*** Data records Section Begins ***

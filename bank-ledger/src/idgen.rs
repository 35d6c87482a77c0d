//! Unique identifier generation
//!
//! Account numbers, routing codes, and transaction references are short
//! human-facing strings: a fixed prefix, a second-resolution timestamp,
//! and a random suffix. Uniqueness is enforced against the store's
//! indices with a bounded regenerate-and-retry loop; exhausting the
//! retry budget surfaces [`Error::IdentifierExhausted`], which in
//! practice signals a collision-space bug rather than bad luck.
//!
//! Generation is safe under concurrent calls without any account lock;
//! the retry loop is the only coordination.

use crate::{
    error::{Error, Result},
    store::Store,
    types::{AccountNumber, RoutingCode, TransactionId},
};
use chrono::Utc;
use rand::Rng;
use std::sync::Arc;

const ACCOUNT_PREFIX: &str = "NTB";
const TRANSACTION_PREFIX: &str = "TXN";
const ACCOUNT_NUMBER_WIDTH: usize = 16;
const UPPER_ALNUM: &[u8] = b"ABCDEFGHIJKLMNOPQRSTUVWXYZ0123456789";
const UPPER_ALPHA: &[u8] = b"ABCDEFGHIJKLMNOPQRSTUVWXYZ";

/// Generator for the three identifier families
pub struct IdGenerator {
    store: Arc<Store>,
    max_attempts: u32,
}

impl IdGenerator {
    /// Create a generator bound to the store's uniqueness indices
    pub fn new(store: Arc<Store>, max_attempts: u32) -> Self {
        Self {
            store,
            max_attempts,
        }
    }

    /// Generate a unique account number:
    /// prefix + `%y%m%d%H%M%S` timestamp + 4 random digits, 16 chars.
    pub fn account_number(&self) -> Result<AccountNumber> {
        for _ in 0..self.max_attempts {
            let candidate = Self::candidate_account_number();
            if !self.store.account_number_exists(candidate.as_str())? {
                return Ok(candidate);
            }
        }
        Err(Error::IdentifierExhausted(self.max_attempts))
    }

    /// Generate a unique routing code:
    /// prefix + digit + three uppercase letters + digit.
    pub fn routing_code(&self) -> Result<RoutingCode> {
        for _ in 0..self.max_attempts {
            let candidate = Self::candidate_routing_code();
            if !self.store.routing_code_exists(candidate.as_str())? {
                return Ok(candidate);
            }
        }
        Err(Error::IdentifierExhausted(self.max_attempts))
    }

    /// Generate a unique transaction reference:
    /// prefix + `%y%m%d%H%M%S` timestamp + 6 random uppercase alphanumerics.
    pub fn transaction_id(&self) -> Result<TransactionId> {
        for _ in 0..self.max_attempts {
            let candidate = Self::candidate_transaction_id();
            if !self.store.transaction_ref_exists(candidate.as_str())? {
                return Ok(candidate);
            }
        }
        Err(Error::IdentifierExhausted(self.max_attempts))
    }

    fn candidate_account_number() -> AccountNumber {
        let timestamp = Utc::now().format("%y%m%d%H%M%S");
        let mut rng = rand::thread_rng();
        let suffix: String = (0..4)
            .map(|_| char::from(b'0' + rng.gen_range(0u8..10)))
            .collect();
        let mut number = format!("{ACCOUNT_PREFIX}{timestamp}{suffix}");
        number.truncate(ACCOUNT_NUMBER_WIDTH);
        AccountNumber::new(number)
    }

    fn candidate_routing_code() -> RoutingCode {
        let mut rng = rand::thread_rng();
        let digit = |rng: &mut rand::rngs::ThreadRng| char::from(b'0' + rng.gen_range(0u8..10));
        let letter = |rng: &mut rand::rngs::ThreadRng| {
            char::from(UPPER_ALPHA[rng.gen_range(0..UPPER_ALPHA.len())])
        };
        RoutingCode::new(format!(
            "{ACCOUNT_PREFIX}{}{}{}{}{}",
            digit(&mut rng),
            letter(&mut rng),
            letter(&mut rng),
            letter(&mut rng),
            digit(&mut rng),
        ))
    }

    fn candidate_transaction_id() -> TransactionId {
        let timestamp = Utc::now().format("%y%m%d%H%M%S");
        let mut rng = rand::thread_rng();
        let suffix: String = (0..6)
            .map(|_| char::from(UPPER_ALNUM[rng.gen_range(0..UPPER_ALNUM.len())]))
            .collect();
        TransactionId::new(format!("{TRANSACTION_PREFIX}{timestamp}{suffix}"))
    }
}
//! Configuration for the banking core

use serde::{Deserialize, Serialize};
use std::path::PathBuf;

/// Ledger configuration
#[derive(Debug, Clone, Serialize, Deserialize)]
pub struct Config {
    /// Data directory for RocksDB
    pub data_dir: PathBuf,

    /// Service name
    pub service_name: String,

    /// RocksDB configuration
    pub rocksdb: RocksDbConfig,

    /// Per-account lock configuration
    pub locking: LockingConfig,

    /// Identifier generation configuration
    pub identifiers: IdentifierConfig,
}

impl Default for Config {
    fn default() -> Self {
        Self {
            data_dir: PathBuf::from("./data/bank-ledger"),
            service_name: "bank-ledger".to_string(),
            rocksdb: RocksDbConfig::default(),
            locking: LockingConfig::default(),
            identifiers: IdentifierConfig::default(),
        }
    }
}

/// RocksDB tuning
#[derive(Debug, Clone, Serialize, Deserialize)]
pub struct RocksDbConfig {
    /// Write buffer size (MB)
    pub write_buffer_size_mb: usize,

    /// Max write buffers
    pub max_write_buffer_number: i32,

    /// Target file size (MB)
    pub target_file_size_mb: u64,

    /// Max background jobs (compaction + flush)
    pub max_background_jobs: i32,
}

impl Default for RocksDbConfig {
    fn default() -> Self {
        Self {
            write_buffer_size_mb: 64,
            max_write_buffer_number: 4,
            target_file_size_mb: 64,
            max_background_jobs: 4,
        }
    }
}

/// Bounded lock-wait policy for per-account serialization
#[derive(Debug, Clone, Serialize, Deserialize)]
pub struct LockingConfig {
    /// How long an operation waits for an account lock before failing
    /// with a concurrency conflict (milliseconds)
    pub acquire_timeout_ms: u64,
}

impl Default for LockingConfig {
    fn default() -> Self {
        Self {
            acquire_timeout_ms: 5_000,
        }
    }
}

/// Retry budget for identifier generation
#[derive(Debug, Clone, Serialize, Deserialize)]
pub struct IdentifierConfig {
    /// Attempts before giving up on finding a unique identifier
    pub max_attempts: u32,
}

impl Default for IdentifierConfig {
    fn default() -> Self {
        Self { max_attempts: 8 }
    }
}

impl Config {
    /// Load from file
    pub fn from_file(path: impl AsRef<std::path::Path>) -> crate::Result<Self> {
        let content = std::fs::read_to_string(path)?;
        let config: Config = toml::from_str(&content)
            .map_err(|e| crate::Error::Config(format!("Failed to parse config: {}", e)))?;
        Ok(config)
    }

    /// Load from environment variables
    pub fn from_env() -> crate::Result<Self> {
        let mut config = Config::default();

        if let Ok(data_dir) = std::env::var("BANK_LEDGER_DATA_DIR") {
            config.data_dir = PathBuf::from(data_dir);
        }

        if let Ok(timeout) = std::env::var("BANK_LEDGER_LOCK_TIMEOUT_MS") {
            config.locking.acquire_timeout_ms = timeout
                .parse()
                .map_err(|e| crate::Error::Config(format!("Invalid lock timeout: {}", e)))?;
        }

        Ok(config)
    }
}
//! Main ledger orchestration layer
//!
//! Ties together the store, policy engine, identifier generator, and the
//! per-account lock table into the high-level API for balance mutation.
//!
//! Every mutating operation is an atomic unit: it holds the owning
//! account's lock across read-validate-write, and commits the balance
//! update together with its transaction record in one write batch. On any
//! error nothing is applied.
//!
//! # Example
//!
//! ```no_run
//! use bank_ledger::{Config, Ledger};
//! use rust_decimal::Decimal;
//!
//! fn main() -> bank_ledger::Result<()> {
//!     let ledger = Ledger::open(Config::default())?;
//!
//!     let account = ledger.open_account(None)?;
//!     let txn = ledger.deposit(account.id, Decimal::new(5000, 0), "Opening deposit", None)?;
//!     assert_eq!(txn.balance_after, Decimal::new(5000, 0));
//!
//!     Ok(())
//! }
//! ```

use crate::{
    config::Config,
    error::{Error, Result},
    idgen::IdGenerator,
    locks::AccountLocks,
    metrics::Metrics,
    policy,
    store::Store,
    types::{
        Account, AccountPolicy, Category, InterestRecord, PolicySummary, Transaction,
        TransactionKind, TransactionStatus, TransferDirection,
    },
};
use chrono::{NaiveDate, Utc};
use rust_decimal::Decimal;
use std::collections::HashMap;
use std::net::IpAddr;
use std::sync::Arc;
use std::time::Duration;
use uuid::Uuid;

/// Main ledger interface
pub struct Ledger {
    /// Durable store
    store: Arc<Store>,

    /// Per-account serialization
    locks: AccountLocks,

    /// Identifier generation
    idgen: IdGenerator,

    /// Prometheus metrics
    metrics: Metrics,

    /// Configuration
    config: Config,
}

*** Data records Section Ends ***

### To do
Your answer must consist solely of the lines from the one containing "use uuid::Uuid;" through the last line of the entries, reproduced exactly.

### Solution for this task
use uuid::Uuid;

/// Main ledger interface
pub struct Ledger {
    /// Durable store
    store: Arc<Store>,

    /// Per-account serialization
    locks: AccountLocks,

    /// Identifier generation
    idgen: IdGenerator,

    /// Prometheus metrics
    metrics: Metrics,

    /// Configuration
    config: Config,
}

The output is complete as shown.